# Thule Rack Guide Line



## 58kafer (Jun 27, 2007)

Our 2010 SEL came without the roof rack, not a problem for me as we already have a lot invested in Thule products. So I ordered the rack components from LL Bean and Amazon.com. Total cost for our Thule rack was $310. It consists of the RB53 Aero Load bars (same as the VW Thule rack), the 480R Rapid Traverse foot pack and the 1043 Fit kit(brackets to clamp it to the van). The VW Thule rack uses an older style of foot/clamp.

I paid $99 for the pair of load bars, $144 for the 480R's, and $66.95 for the 1043 Fit kit. LL Bean had 20% off all Thule racks a few months ago. Not sure if the factory rack comes with locks or not but I don't have them on this rack yet, so that is an additional cost too. Then to adapt all my old square load bar accessories to the new aero bars I need to get a few XADAPT kits.
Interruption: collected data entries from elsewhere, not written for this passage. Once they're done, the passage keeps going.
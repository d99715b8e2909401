// Copyright 2026 James Casey
// SPDX-License-Identifier: Apache-2.0

//! Property-based tests for the semantic analysis pipeline.
//!
//! These tests verify the algebra of the conformance relation and that the
//! pipeline is total over arbitrary inputs:
//!
//! 1. **Conformance is reflexive** — every registered class conforms to itself
//! 2. **Conformance follows the chain** — a class conforms to each ancestor
//! 3. **`lub` is commutative** — joins are order-independent
//! 4. **`lub` is an upper bound** — both operands conform to the join
//! 5. **`Object` absorbs** — joining with `Object` yields `Object`
//! 6. **`check_program` never panics** — any expression tree in any acyclic
//!    hierarchy produces a result
//! 7. **Analysis is deterministic** — identical runs yield identical
//!    diagnostics

use ecow::EcoString;
use proptest::prelude::*;

use crate::ast::{
    self, ArithmeticOp, CaseBranch, ClassDef, Expression, Feature, MethodDef, Program,
};

use super::{ClassRegistry, check_program, is_subtype, lub};

// ============================================================================
// Generators
// ============================================================================

/// Generates a hierarchy that is acyclic by construction: each class picks
/// its parent from `Object`, `IO`, or a class generated before it.
fn acyclic_classes() -> impl Strategy<Value = Vec<ClassDef>> {
    prop::collection::vec(any::<prop::sample::Index>(), 1..8).prop_map(|parent_picks| {
        parent_picks
            .iter()
            .enumerate()
            .map(|(position, pick)| {
                let parent: EcoString = match pick.index(position + 2) {
                    0 => ast::OBJECT.into(),
                    1 => ast::IO.into(),
                    earlier => format!("P{}", earlier - 2).into(),
                };
                ClassDef {
                    name: format!("P{position}").into(),
                    parent: Some(parent),
                    features: vec![],
                    filename: "prop.cl".into(),
                    line: 1,
                }
            })
            .collect()
    })
}

/// Generates expression trees mixing well-typed and ill-typed shapes,
/// including unknown identifiers and classes.
fn arb_expression() -> impl Strategy<Value = Expression> {
    let leaf = prop_oneof![
        any::<i64>().prop_map(|value| Expression::IntLiteral { value, line: 1 }),
        any::<bool>().prop_map(|value| Expression::BoolLiteral { value, line: 1 }),
        "[a-z]{1,8}".prop_map(|value| Expression::StringLiteral {
            value: value.into(),
            line: 1,
        }),
        prop_oneof![Just("self"), Just("x"), Just("ghost")].prop_map(|name| {
            Expression::Identifier {
                name: name.into(),
                line: 1,
            }
        }),
        prop_oneof![
            Just("Object"),
            Just("Int"),
            Just("P0"),
            Just("Ghost"),
            Just("SELF_TYPE")
        ]
        .prop_map(|class_name| Expression::New {
            class_name: class_name.into(),
            line: 1,
        }),
    ];
    leaf.prop_recursive(3, 24, 3, |inner| {
        prop_oneof![
            (inner.clone(), inner.clone()).prop_map(|(left, right)| Expression::Arithmetic {
                op: ArithmeticOp::Add,
                left: Box::new(left),
                right: Box::new(right),
                line: 1,
            }),
            (inner.clone(), inner.clone()).prop_map(|(left, right)| Expression::Equality {
                left: Box::new(left),
                right: Box::new(right),
                line: 1,
            }),
            (inner.clone(), inner.clone(), inner.clone()).prop_map(
                |(predicate, then_branch, else_branch)| Expression::If {
                    predicate: Box::new(predicate),
                    then_branch: Box::new(then_branch),
                    else_branch: Box::new(else_branch),
                    line: 1,
                }
            ),
            prop::collection::vec(inner.clone(), 0..4)
                .prop_map(|body| Expression::Block { body, line: 1 }),
            (inner.clone(), inner.clone()).prop_map(|(initializer, body)| Expression::Let {
                name: "x".into(),
                declared_type: "Int".into(),
                initializer: Some(Box::new(initializer)),
                body: Box::new(body),
                line: 1,
            }),
            inner.clone().prop_map(|operand| Expression::Not {
                operand: Box::new(operand),
                line: 1,
            }),
            (inner.clone(), prop::collection::vec(inner.clone(), 0..3)).prop_map(
                |(receiver, arguments)| Expression::Dispatch {
                    receiver: Some(Box::new(receiver)),
                    method: "poke".into(),
                    arguments,
                    line: 1,
                }
            ),
            (inner.clone(), inner.clone()).prop_map(|(scrutinee, body)| Expression::Case {
                scrutinee: Box::new(scrutinee),
                branches: vec![CaseBranch {
                    name: "c".into(),
                    declared_type: "Int".into(),
                    body,
                    line: 1,
                }],
                line: 1,
            }),
        ]
    })
}

// ============================================================================
// Helpers
// ============================================================================

fn registry_over(classes: &[ClassDef]) -> ClassRegistry<'_> {
    let mut registry = ClassRegistry::with_builtins();
    for class in classes {
        registry.register(class).unwrap();
    }
    registry
}

/// Wraps an arbitrary expression as the body of a method so the whole
/// pipeline runs over it.
fn probe_program(mut classes: Vec<ClassDef>, body: Expression) -> Program {
    classes.push(ClassDef {
        name: "Probe".into(),
        parent: Some(ast::OBJECT.into()),
        features: vec![Feature::Method(MethodDef {
            name: "poke".into(),
            formals: vec![],
            return_type: ast::OBJECT.into(),
            body,
        })],
        filename: "prop.cl".into(),
        line: 1,
    });
    Program { classes }
}

fn proptest_config() -> ProptestConfig {
    let default = ProptestConfig::default();
    ProptestConfig {
        cases: default.cases.max(512),
        ..default
    }
}

// ============================================================================
// Property tests
// ============================================================================

proptest! {
    #![proptest_config(proptest_config())]

    /// Property 1: conformance is reflexive for every registered class.
    #[test]
    fn conformance_is_reflexive(classes in acyclic_classes()) {
        let registry = registry_over(&classes);
        for name in registry.class_names() {
            prop_assert!(is_subtype(&registry, name, name));
        }
    }

    /// Property 2: a class conforms to every ancestor on its chain.
    #[test]
    fn every_class_conforms_to_its_whole_chain(classes in acyclic_classes()) {
        let registry = registry_over(&classes);
        for class in &classes {
            for ancestor in registry.superclass_chain(&class.name) {
                prop_assert!(
                    is_subtype(&registry, &class.name, &ancestor),
                    "{} does not conform to its ancestor {}",
                    class.name,
                    ancestor,
                );
            }
        }
    }

    /// Property 3: `lub` is commutative.
    #[test]
    fn lub_is_commutative(
        classes in acyclic_classes(),
        first in any::<prop::sample::Index>(),
        second in any::<prop::sample::Index>(),
    ) {
        let registry = registry_over(&classes);
        let names: Vec<EcoString> = registry.class_names().cloned().collect();
        let a = &names[first.index(names.len())];
        let b = &names[second.index(names.len())];
        prop_assert_eq!(lub(&registry, a, b), lub(&registry, b, a));
    }

    /// Property 4: both operands conform to their join.
    #[test]
    fn lub_is_an_upper_bound(
        classes in acyclic_classes(),
        first in any::<prop::sample::Index>(),
        second in any::<prop::sample::Index>(),
    ) {
        let registry = registry_over(&classes);
        let names: Vec<EcoString> = registry.class_names().cloned().collect();
        let a = &names[first.index(names.len())];
        let b = &names[second.index(names.len())];
        let joined = lub(&registry, a, b);
        prop_assert!(is_subtype(&registry, a, &joined));
        prop_assert!(is_subtype(&registry, b, &joined));
    }

    /// Property 5: joining with `Object` always yields `Object`, and the
    /// bottom type conforms to every registered class.
    #[test]
    fn object_absorbs_and_bottom_conforms(
        classes in acyclic_classes(),
        first in any::<prop::sample::Index>(),
    ) {
        let registry = registry_over(&classes);
        let names: Vec<EcoString> = registry.class_names().cloned().collect();
        let a = &names[first.index(names.len())];
        prop_assert_eq!(lub(&registry, a, ast::OBJECT), ast::OBJECT);
        for name in &names {
            prop_assert!(is_subtype(&registry, ast::NO_TYPE, name));
        }
    }

    /// Property 6: the pipeline is total. Any expression tree in any acyclic
    /// hierarchy produces a result instead of panicking.
    #[test]
    fn check_program_never_panics(
        classes in acyclic_classes(),
        body in arb_expression(),
    ) {
        let program = probe_program(classes, body);
        let _result = check_program(&program);
    }

    /// Property 7: analysis is deterministic, and every diagnostic carries
    /// the source file of the class it arose in.
    #[test]
    fn analysis_is_deterministic(
        classes in acyclic_classes(),
        body in arb_expression(),
    ) {
        let program = probe_program(classes, body);
        let first: Vec<String> = check_program(&program)
            .diagnostics
            .iter()
            .map(ToString::to_string)
            .collect();
        let second: Vec<String> = check_program(&program)
            .diagnostics
            .iter()
            .map(ToString::to_string)
            .collect();
        prop_assert_eq!(first, second);

        for diagnostic in check_program(&program).diagnostics {
            prop_assert_eq!(diagnostic.filename.as_str(), "prop.cl");
        }
    }
}
// Copyright 2026 James Casey
// SPDX-License-Identifier: Apache-2.0

//! Cool compiler core.
//!
//! This crate contains the analysis half of a Cool compiler:
//! - AST types for parsed programs (the frontend contract)
//! - Class registration and inheritance validation
//! - Type conformance and least-upper-bound computation
//! - Expression and feature type checking
//!
//! Analysis is diagnostic-oriented: every violation is collected rather
//! than failing fast, so a single run reports everything wrong with a
//! program.

#![doc = include_str!("../../../README.md")]

pub mod ast;
pub mod diagnostics;
pub mod semantic_analysis;

/// Re-export commonly used types.
pub mod prelude {
    pub use crate::ast::{ClassDef, Expression, Program};
    pub use crate::diagnostics::{Diagnostic, DiagnosticKind};
    pub use crate::semantic_analysis::{AnalysisResult, check_program};
}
As far as installing it, the hardest part is mounting the foot pack to the Aero bars. The "typical" dimensions are off in the direction. I contacted Thule and they said they are just a starting point. So to make it easy I'll give you the dimensions I used. 

Measuring from the end of the extruded aero bar, measure in 4-1/2" and mark the under side of the bar with tape or a pencil on both sides. Tag this the REAR load bar.
Now on the other bar measure in 3-3/4" from each end and mark them, this is your front load bar.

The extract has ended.